Berlin-based Dutch type designer Luc(as) de Groot is best-known for his superfamily Thesis: TheSans, TheSerif, TheMix, TheAntiqua, with monospaced and even Arabic variants. But his repertoire is much wider and his type became a subtle part of everyday life. Luc(as) has designed custom fonts for newspapers such as Folha de S.Paulo, Le Monde, Metro, Der Spiegel, taz.die tageszeitung, Freitag, Jungle World – in addition to creating corporate type for international companies including Sun Microsystems, Bell South, Heineken, Volkswagen and Miele. He developed two font families for Microsoft: the monospaced font family Consolas, as a successor for Courier, and Calibri, the default typeface in MS Word.

Luc(as) de Groot is also a father, husband, illustrator and master of many crafts. As a devoted type technician and hinting lover, he invented the Anisotropic Topology-Dependent Theory of Interpolation, and teaches type design at the University of Applied Sciences in Potsdam, Germany. He runs his type foundry LucasFonts and design studio FontFabrik in Berlin and gives lectures around the world. His overall aim: to make the world a better place by designing typefaces that look pleasant and work well under any circumstances and in as many languages as possible.

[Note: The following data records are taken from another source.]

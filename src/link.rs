//! Decides how long the device keeps serving the reader.
//!
//! Field and message callbacks renew the window, the measurement tick ages
//! it. Once the window runs out the main loop hands over to shutdown.

use crate::config::Config;

#[derive(Debug, Clone, Copy, PartialEq, Eq)]
#[cfg_attr(feature = "defmt", derive(defmt::Format))]
pub enum LinkState {
    /// No field seen since boot, or the field dropped
    Idle,
    FieldPresent,
    /// At least one message arrived from the reader
    Communicating,
}

#[derive(Debug, Clone, Copy, PartialEq, Eq)]
#[cfg_attr(feature = "defmt", derive(defmt::Format))]
pub enum LinkEvent {
    FieldOn,
    FieldOff,
    MessageAvailable,
    /// One measurement tick elapsed
    Tick,
}

#[derive(Debug, Clone, Copy, PartialEq, Eq)]
#[cfg_attr(feature = "defmt", derive(defmt::Format))]
pub struct HostLink {
    state: LinkState,
    ticks: u16,
    timeout: u16,
}

impl HostLink {
    /// Window for the first command after boot
    pub const fn boot(first_timeout: u16) -> Self {
        Self {
            state: LinkState::Idle,
            ticks: 0,
            timeout: first_timeout,
        }
    }

    pub fn state(&self) -> LinkState {
        self.state
    }

    pub fn ticks(&self) -> u16 {
        self.ticks
    }

    pub fn timeout(&self) -> u16 {
        self.timeout
    }

    /// The main loop keeps going while this holds
    pub fn alive(&self) -> bool {
        self.ticks < self.timeout
    }

    #[must_use]
    pub fn on(self, event: LinkEvent, config: &Config) -> Self {
        match event {
            LinkEvent::FieldOn => Self {
                state: match self.state {
                    LinkState::Communicating => LinkState::Communicating,
                    _ => LinkState::FieldPresent,
                },
                ticks: 0,
                timeout: config.host_timeout,
            },
            LinkEvent::FieldOff => Self {
                state: LinkState::Idle,
                ticks: 0,
                timeout: config.last_host_timeout,
            },
            LinkEvent::MessageAvailable => Self {
                state: LinkState::Communicating,
                ticks: 0,
                timeout: config.host_timeout,
            },
            LinkEvent::Tick => Self {
                ticks: self.ticks.saturating_add(1),
                ..self
            },
        }
    }
}

#[cfg(test)]
mod tests {
    extern crate std;

    use super::*;
    use rand::{rngs::SmallRng, Rng, SeedableRng};

    fn config(first: u16, steady: u16, last: u16) -> Config {
        Config {
            first_host_timeout: first,
            host_timeout: steady,
            last_host_timeout: last,
            ..Config::default()
        }
    }

    #[test]
    fn boot_window() {
        let conf = config(3, 10, 5);
        let mut link = HostLink::boot(conf.first_host_timeout);
        for _ in 0..3 {
            assert!(link.alive());
            link = link.on(LinkEvent::Tick, &conf);
        }
        assert!(!link.alive());
        assert_eq!(link.state(), LinkState::Idle);
    }

    #[test]
    fn transitions() {
        let conf = config(3, 10, 5);
        let link = HostLink::boot(3).on(LinkEvent::FieldOn, &conf);
        assert_eq!((link.state(), link.timeout()), (LinkState::FieldPresent, 10));
        let link = link.on(LinkEvent::MessageAvailable, &conf);
        assert_eq!(link.state(), LinkState::Communicating);
        let link = link.on(LinkEvent::FieldOn, &conf);
        assert_eq!(link.state(), LinkState::Communicating);
        let link = link.on(LinkEvent::FieldOff, &conf);
        assert_eq!((link.state(), link.timeout()), (LinkState::Idle, 5));
    }

    #[test]
    fn exits_when_window_elapses() {
        let conf = config(7, 12, 4);
        let mut rng = SmallRng::seed_from_u64(5);
        for _ in 0..500 {
            let mut link = HostLink::boot(conf.first_host_timeout);
            let mut threshold = conf.first_host_timeout;
            let mut since = 0u16;
            let mut loops = 0;
            while link.alive() {
                let event = match rng.gen_range(0..20) {
                    0 => LinkEvent::FieldOn,
                    1 => LinkEvent::FieldOff,
                    2 => LinkEvent::MessageAvailable,
                    _ => LinkEvent::Tick,
                };
                link = link.on(event, &conf);
                match event {
                    LinkEvent::FieldOn | LinkEvent::MessageAvailable => {
                        threshold = conf.host_timeout;
                        since = 0;
                    }
                    LinkEvent::FieldOff => {
                        threshold = conf.last_host_timeout;
                        since = 0;
                    }
                    LinkEvent::Tick => since += 1,
                }
                assert_eq!(link.alive(), since < threshold);
                loops += 1;
                assert!(loops < 100_000);
            }
            assert_eq!(since, threshold);
        }
    }
}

Graphic designers across the planet have discovered the special qualities of Luc(as)’s fonts. They are attracted by their functionality and friendly appearance and love the enormous range of possibilities that each family offers. Many also appreciate the idiosyncrasies – a quest for extremes that lead Luc(as) to some of the narrowest, thinnest, wittiest and boldest typefaces around.

Detailtypografie by Friedrich Forssman and Ralf de Jong

Friedrich Forssman on Luc(as)

“Astonishingly, there seems to be a rule that a really good type designer cannot be a really good typographer – and vice versa. Fortunately there are also exceptions to the rule. The Dutch designer Luc(as) de Groot is a case in point. One might assume that a designer who has produced a type family that has grown to contain over 300 fonts (and the Thesis project is still being expanded) must be a highly specialized type designer; a designer whose work can only be appreciated by a small circle of colleagues.

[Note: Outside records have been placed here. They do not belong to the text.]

//! The LPC8N04 behind the `ledtag` collaborator traits.

use core::ffi::{c_int, c_void, CStr};

use bilge::prelude::u2;
use defmt::Format;
use embedded_storage::{ReadStorage, Storage};
use ledtag::config::MESSAGE_CAPACITY;
use ledtag::interface::{
    Board, Eeprom, ExternalMatch, LedPort, MatchTimer, NdefTag, OutputMode, PinMux, Power,
    Record, RecordType, SharedMemory, Thermometer, Ticker, WakeReason,
};
use ledtag::Peripherals;

use crate::regs::{self, iocon::Resistor, timer, PinConfig, Register};
use crate::sdk;

pub struct Lpc8n04;

impl Board for Lpc8n04 {
    type DisplayTimer = CtTimer;
    type ToneTimer = CtTimer;
    type Port = Gpio;
    type Pins = Iocon;
    type Memory = NfcBuffer;
    type Tag = Ndeft2t;
    type Storage = Lpc8n04Eeprom;
    type Ticker = MeasurementTimer;
    type Thermometer = Tsen;
    type Power = Pmu;
}

/// The 2 MHz system clock, the highest a weak field sustains
const SYSTEM_CLOCK: u32 = 2_000_000;
/// Pin routed to the tone timer match output
const TONE_PIN: u8 = 3;
/// Debug pins, kept on their SWD function until the matrix starts
const SWD_PINS: [u8; 2] = [10, 11];

/// Brings up clocks and SDK modules, returns every collaborator
pub fn init() -> Option<Peripherals<Lpc8n04>> {
    // SAFETY: called once before interrupts are enabled
    unsafe {
        sdk::Chip_Clock_System_SetClockFreq(SYSTEM_CLOCK);
        sdk::Board_Init();
        sdk::Chip_NFC_Init(regs::NFC_BASE as *mut c_void);
        sdk::NDEFT2T_Init();
        sdk::Chip_EEPROM_Init(regs::EEPROM_BASE as *mut c_void);
        sdk::Timer_Init();
        sdk::Chip_Clock_Peripheral_EnableClock(
            sdk::CLOCK_PERIPHERAL_16TIMER0 | sdk::CLOCK_PERIPHERAL_32TIMER0,
        );
    }
    for pin in 0..10 {
        PinConfig::set(pin, 0, Resistor::Inactive);
    }
    for pin in SWD_PINS {
        PinConfig::set(pin, 2, Resistor::PullDown);
    }
    let buffers = cortex_m::singleton!(: NdefBuffers = NdefBuffers::new())?;
    Some(Peripherals {
        display_timer: CtTimer::new(regs::CT32B0_BASE),
        tone_timer: CtTimer::new(regs::CT16B0_BASE),
        port: Gpio,
        pins: Iocon,
        memory: NfcBuffer,
        tag: Ndeft2t { buffers },
        storage: Lpc8n04Eeprom,
        ticker: MeasurementTimer,
        thermometer: Tsen,
        power: Pmu,
    })
}

/// One CT16B/CT32B counter/timer block
pub struct CtTimer {
    base: usize,
}

impl CtTimer {
    const fn new(base: usize) -> Self {
        Self { base }
    }

    fn match_action(&mut self, channel: u8, f: impl FnOnce(&mut regs::MatchAction)) {
        regs::MatchControl::modify(self.base, |mcr| {
            let mut action = mcr.channels_at(channel as usize);
            f(&mut action);
            mcr.set_channels_at(channel as usize, action);
        });
    }
}

impl MatchTimer for CtTimer {
    fn count(&self) -> u32 {
        regs::read_word(self.base + timer::TC)
    }

    fn set_match(&mut self, channel: u8, value: u32) {
        regs::write_word(self.base + timer::mr(channel), value);
    }

    fn enable_match_interrupt(&mut self, channel: u8) {
        self.match_action(channel, |a| a.set_interrupt(true));
    }

    fn disable_match_interrupt(&mut self, channel: u8) {
        self.match_action(channel, |a| a.set_interrupt(false));
    }

    fn match_pending(&self, channel: u8) -> bool {
        regs::read_word(self.base + timer::IR) & (1 << channel) != 0
    }

    fn clear_match(&mut self, channel: u8) {
        regs::write_word(self.base + timer::IR, 1 << channel);
    }

    fn set_reset_on_match(&mut self, channel: u8, enabled: bool) {
        self.match_action(channel, |a| a.set_reset(enabled));
    }

    fn set_stop_on_match(&mut self, channel: u8, enabled: bool) {
        self.match_action(channel, |a| a.set_stop(enabled));
    }

    fn enable(&mut self) {
        regs::TimerControl::modify(self.base, |tcr| tcr.set_enable(true));
    }

    fn disable(&mut self) {
        regs::TimerControl::modify(self.base, |tcr| tcr.set_enable(false));
    }

    fn reset(&mut self) {
        let saved = regs::TimerControl::read(self.base);
        regs::TimerControl::from(0u32).write(self.base);
        regs::write_word(self.base + timer::TC, 1);
        let mut reset = regs::TimerControl::from(0u32);
        reset.set_reset(true);
        reset.write(self.base);
        while regs::read_word(self.base + timer::TC) != 0 {}
        saved.write(self.base);
    }

    fn set_prescale(&mut self, prescale: u32) {
        regs::write_word(self.base + timer::PR, prescale);
    }

    fn set_external_match(&mut self, channel: u8, initial_high: bool, action: ExternalMatch) {
        regs::ExternalMatchControl::modify(self.base, |emr| {
            emr.set_levels_at(channel as usize, initial_high);
            emr.set_actions_at(channel as usize, u2::new(action as u8));
        });
    }

    fn set_output_mode(&mut self, channel: u8, mode: OutputMode) {
        // only MAT0 and MAT1 have a PWM mode
        let bit = 1 << (channel & 1);
        let pwmc = regs::read_word(self.base + timer::PWMC);
        let pwmc = match mode {
            OutputMode::Pwm => pwmc | bit,
            OutputMode::ExternalMatch => pwmc & !bit,
        };
        regs::write_word(self.base + timer::PWMC, pwmc);
    }
}

/// PIO0, the matrix and the switch
pub struct Gpio;

const PORT_PINS: u16 = 0xFFF;

impl LedPort for Gpio {
    fn write(&mut self, mask: u16, value: u16) {
        regs::write_word(regs::GPIO_DATA + 4 * (mask & PORT_PINS) as usize, value as u32);
    }

    fn read(&self, mask: u16) -> u16 {
        regs::read_word(regs::GPIO_DATA + 4 * (mask & PORT_PINS) as usize) as u16
    }

    fn set_direction(&mut self, mask: u16, output: bool) {
        let dir = regs::read_word(regs::GPIO_DIR) & PORT_PINS as u32;
        let dir = if output {
            dir | mask as u32
        } else {
            dir & !(mask as u32)
        };
        regs::write_word(regs::GPIO_DIR, dir);
    }
}

pub struct Iocon;

impl PinMux for Iocon {
    fn matrix_mode(&mut self) {
        PinConfig::set(TONE_PIN, 0, Resistor::Inactive);
        for pin in SWD_PINS {
            PinConfig::set(pin, 0, Resistor::Inactive);
        }
    }

    fn tone_output(&mut self, enabled: bool) {
        PinConfig::set(TONE_PIN, enabled as u8, Resistor::Inactive);
    }
}

/// Word view of the NFC shared buffer
pub struct NfcBuffer;

impl SharedMemory for NfcBuffer {
    fn len_words(&self) -> usize {
        regs::NFC_BUF_WORDS
    }

    fn read_word(&self, index: usize) -> u32 {
        debug_assert!(index < regs::NFC_BUF_WORDS);
        regs::read_word(regs::NFC_BUF + 4 * index.min(regs::NFC_BUF_WORDS - 1))
    }

    fn write_word(&mut self, index: usize, value: u32) {
        debug_assert!(index < regs::NFC_BUF_WORDS);
        if index < regs::NFC_BUF_WORDS {
            regs::write_word(regs::NFC_BUF + 4 * index, value);
        }
    }
}

/// Working memory handed to the NDEF module, must not move once used
#[repr(C, align(4))]
pub struct NdefBuffers {
    instance: [u8; sdk::NDEFT2T_INSTANCE_SIZE],
    data: [u8; MESSAGE_CAPACITY],
}

impl NdefBuffers {
    const fn new() -> Self {
        Self {
            instance: [0; sdk::NDEFT2T_INSTANCE_SIZE],
            data: [0; MESSAGE_CAPACITY],
        }
    }
}

#[derive(Debug, Clone, Copy, PartialEq, Eq, Format)]
pub enum NdefError {
    /// Language code or MIME type longer than the scratch buffer
    TypeTooLong,
    Create,
    Write,
    Commit,
}

pub struct Ndeft2t {
    buffers: &'static mut NdefBuffers,
}

impl Ndeft2t {
    fn instance(&mut self) -> *mut u8 {
        self.buffers.instance.as_mut_ptr()
    }
}

impl NdefTag for Ndeft2t {
    type Error = NdefError;

    fn begin_message(&mut self) -> Result<(), NdefError> {
        let data = self.buffers.data.as_mut_ptr();
        // SAFETY: both buffers are 'static and never move
        unsafe { sdk::NDEFT2T_CreateMessage(self.instance(), data, MESSAGE_CAPACITY as c_int, false) };
        Ok(())
    }

    fn create_record(&mut self, kind: RecordType<'_>) -> Result<(), NdefError> {
        let mut name = [0u8; 32];
        let (text, create): (&str, unsafe extern "C" fn(*mut u8, *const sdk::CreateRecordInfo) -> bool) =
            match kind {
                RecordType::Text { language } => (language, sdk::NDEFT2T_CreateTextRecord),
                RecordType::Mime { mime_type } => (mime_type, sdk::NDEFT2T_CreateMimeRecord),
                RecordType::Other => return Err(NdefError::Create),
            };
        // keep one NUL behind the copied name
        let dest = name
            .get_mut(..text.len())
            .filter(|d| d.len() < 32)
            .ok_or(NdefError::TypeTooLong)?;
        dest.copy_from_slice(text.as_bytes());
        let info = sdk::CreateRecordInfo {
            string: name.as_ptr(),
            short_record: true,
            uri_code: 0,
        };
        // SAFETY: the module copies the type string before returning
        if unsafe { create(self.instance(), &info) } {
            Ok(())
        } else {
            Err(NdefError::Create)
        }
    }

    fn write_payload(&mut self, payload: &[u8]) -> Result<(), NdefError> {
        // SAFETY: the payload is copied into the message buffer
        let written = unsafe {
            sdk::NDEFT2T_WriteRecordPayload(
                self.instance(),
                payload.as_ptr() as *const c_void,
                payload.len() as c_int,
            )
        };
        if written as usize == payload.len() {
            Ok(())
        } else {
            Err(NdefError::Write)
        }
    }

    fn commit_record(&mut self) -> Result<(), NdefError> {
        if unsafe { sdk::NDEFT2T_CommitRecord(self.instance()) } {
            Ok(())
        } else {
            Err(NdefError::Commit)
        }
    }

    fn commit_message(&mut self) -> Result<(), NdefError> {
        if unsafe { sdk::NDEFT2T_CommitMessage(self.instance()) } {
            Ok(())
        } else {
            Err(NdefError::Commit)
        }
    }

    fn read_message(&mut self) -> bool {
        let data = self.buffers.data.as_mut_ptr();
        // SAFETY: the module fills at most MESSAGE_CAPACITY bytes
        unsafe { sdk::NDEFT2T_GetMessage(self.instance(), data, MESSAGE_CAPACITY as c_int) }
    }

    fn next_record(&mut self) -> Option<Record<'_>> {
        let mut info = sdk::ParseRecordInfo {
            kind: 0,
            string: core::ptr::null(),
            uri_code: 0,
        };
        let instance = self.instance();
        // SAFETY: pointers handed back by the module point into `data`, which
        // stays borrowed for the lifetime of the record
        unsafe {
            if !sdk::NDEFT2T_GetNextRecord(instance, &mut info) {
                return None;
            }
            let mut len: c_int = 0;
            let payload = sdk::NDEFT2T_GetRecordPayload(instance, &mut len);
            let payload = if payload.is_null() {
                &[][..]
            } else {
                core::slice::from_raw_parts(payload, len.max(0) as usize)
            };
            let name = if info.string.is_null() {
                ""
            } else {
                CStr::from_ptr(info.string.cast()).to_str().unwrap_or("")
            };
            let kind = match info.kind {
                sdk::RECORD_TYPE_TEXT => RecordType::Text { language: name },
                sdk::RECORD_TYPE_MIME => RecordType::Mime { mime_type: name },
                _ => RecordType::Other,
            };
            Some(Record { kind, payload })
        }
    }

    fn shutdown(&mut self) {
        unsafe { sdk::NDEFT2T_DeInit() }
    }
}

/// EEPROM rows writable by the application
const EEPROM_RW_BYTES: usize = 58 * 64;

#[derive(Debug, Clone, Copy, PartialEq, Eq, Format)]
pub enum EepromError {
    OutOfRange,
}

pub struct Lpc8n04Eeprom;

impl Lpc8n04Eeprom {
    fn check(offset: u32, len: usize) -> Result<(), EepromError> {
        match (offset as usize).checked_add(len) {
            Some(end) if end <= EEPROM_RW_BYTES => Ok(()),
            _ => Err(EepromError::OutOfRange),
        }
    }
}

impl ReadStorage for Lpc8n04Eeprom {
    type Error = EepromError;

    fn read(&mut self, offset: u32, bytes: &mut [u8]) -> Result<(), EepromError> {
        Self::check(offset, bytes.len())?;
        // SAFETY: range checked above
        unsafe {
            sdk::Chip_EEPROM_Read(
                regs::EEPROM_BASE as *mut c_void,
                offset as c_int,
                bytes.as_mut_ptr() as *mut c_void,
                bytes.len() as c_int,
            )
        };
        Ok(())
    }

    fn capacity(&self) -> usize {
        EEPROM_RW_BYTES
    }
}

impl Storage for Lpc8n04Eeprom {
    fn write(&mut self, offset: u32, bytes: &[u8]) -> Result<(), EepromError> {
        Self::check(offset, bytes.len())?;
        // SAFETY: range checked above
        unsafe {
            sdk::Chip_EEPROM_Write(
                regs::EEPROM_BASE as *mut c_void,
                offset as c_int,
                bytes.as_ptr() as *const c_void,
                bytes.len() as c_int,
            )
        };
        Ok(())
    }
}

impl Eeprom for Lpc8n04Eeprom {
    fn flush(&mut self) -> Result<(), EepromError> {
        unsafe { sdk::Chip_EEPROM_Flush(regs::EEPROM_BASE as *mut c_void, true) };
        Ok(())
    }
}

/// RTC based timeout of the SDK timer module, one tick per second
pub struct MeasurementTimer;

impl Ticker for MeasurementTimer {
    fn start(&mut self, ticks: u16) {
        unsafe { sdk::Timer_StartMeasurementTimeout(ticks as c_int) }
    }

    fn expired(&mut self) -> bool {
        unsafe { sdk::Timer_CheckMeasurementTimeout() }
    }
}

pub struct Tsen;

impl Thermometer for Tsen {
    fn measure(&mut self) {
        // result arrives through App_TmeasCb with context 0
        unsafe {
            sdk::TMeas_Measure(sdk::TSEN_10BITS, sdk::TMEAS_FORMAT_FAHRENHEIT, false, 0);
        }
    }

    fn busy(&mut self) -> bool {
        regs::TsenStatus::read(regs::TSEN_BASE).in_operation()
    }
}

pub struct Pmu;

impl Power for Pmu {
    fn wake_reason(&mut self) -> WakeReason {
        match unsafe { sdk::Chip_PMU_PowerMode_GetDPDWakeupReason() } {
            sdk::PMU_DPD_WAKEUPREASON_NONE => WakeReason::None,
            sdk::PMU_DPD_WAKEUPREASON_RTC => WakeReason::Rtc,
            sdk::PMU_DPD_WAKEUPREASON_NFCPOWER => WakeReason::NfcField,
            _ => WakeReason::Reset,
        }
    }

    fn sample_brownout(&mut self) -> bool {
        unsafe {
            sdk::Chip_PMU_SetBODEnabled(true);
            let status = sdk::Chip_PMU_GetStatus();
            sdk::Chip_PMU_SetBODEnabled(false);
            status & sdk::PMU_STATUS_BROWNOUT != 0
        }
    }

    fn enter_deep_power_down(&mut self, brownout: bool) {
        unsafe { sdk::Chip_PMU_PowerMode_EnterDeepPowerDown(brownout) }
    }

    fn power_off(&mut self) {
        unsafe { sdk::Chip_PMU_Switch_OpenVDDBat() }
    }
}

“This is not exactly the case for Luc(as) de Groot. Although specialized in type design, he is also a trained typographer. His approach to type design is the best approach to any design: dissatisfaction with what is available. When working on a broad range of typographic jobs – corporate design, magazines, books – he observed that most typefaces simply weren’t complete enough – that they did not provide enough weights, special glyphs and ligatures to be an adequate tool for complex tasks. And so he designed a type family that offers almost endless variety on the one hand, and is lively and wonderfully readable on the other – in all sizes, even in all-caps, without kerning or spacing corrections.

“With this double talent as a type designer and typographer, Luc(as) de Groot has not yet been fully characterized. What makes him a sought-after speaker and a competent university professor – and a star of the scene – is his wit and self-irony. These qualities have also resulted in a number of idiosyncratic type designs which experiment with legibility or offer the user the possibility to steplessly morph inconspicuous grotesque capitals into pornographic grotesques. His sophisticated Thesis, by far the best structured type family available, as well as his numerous other typefaces, have also benefitted from De Groot’s ever-present playfulness, even at the conceptual stage. At the same time, his experimental alphabets are never arbitrary or random, but conceptually and formally thrilling.”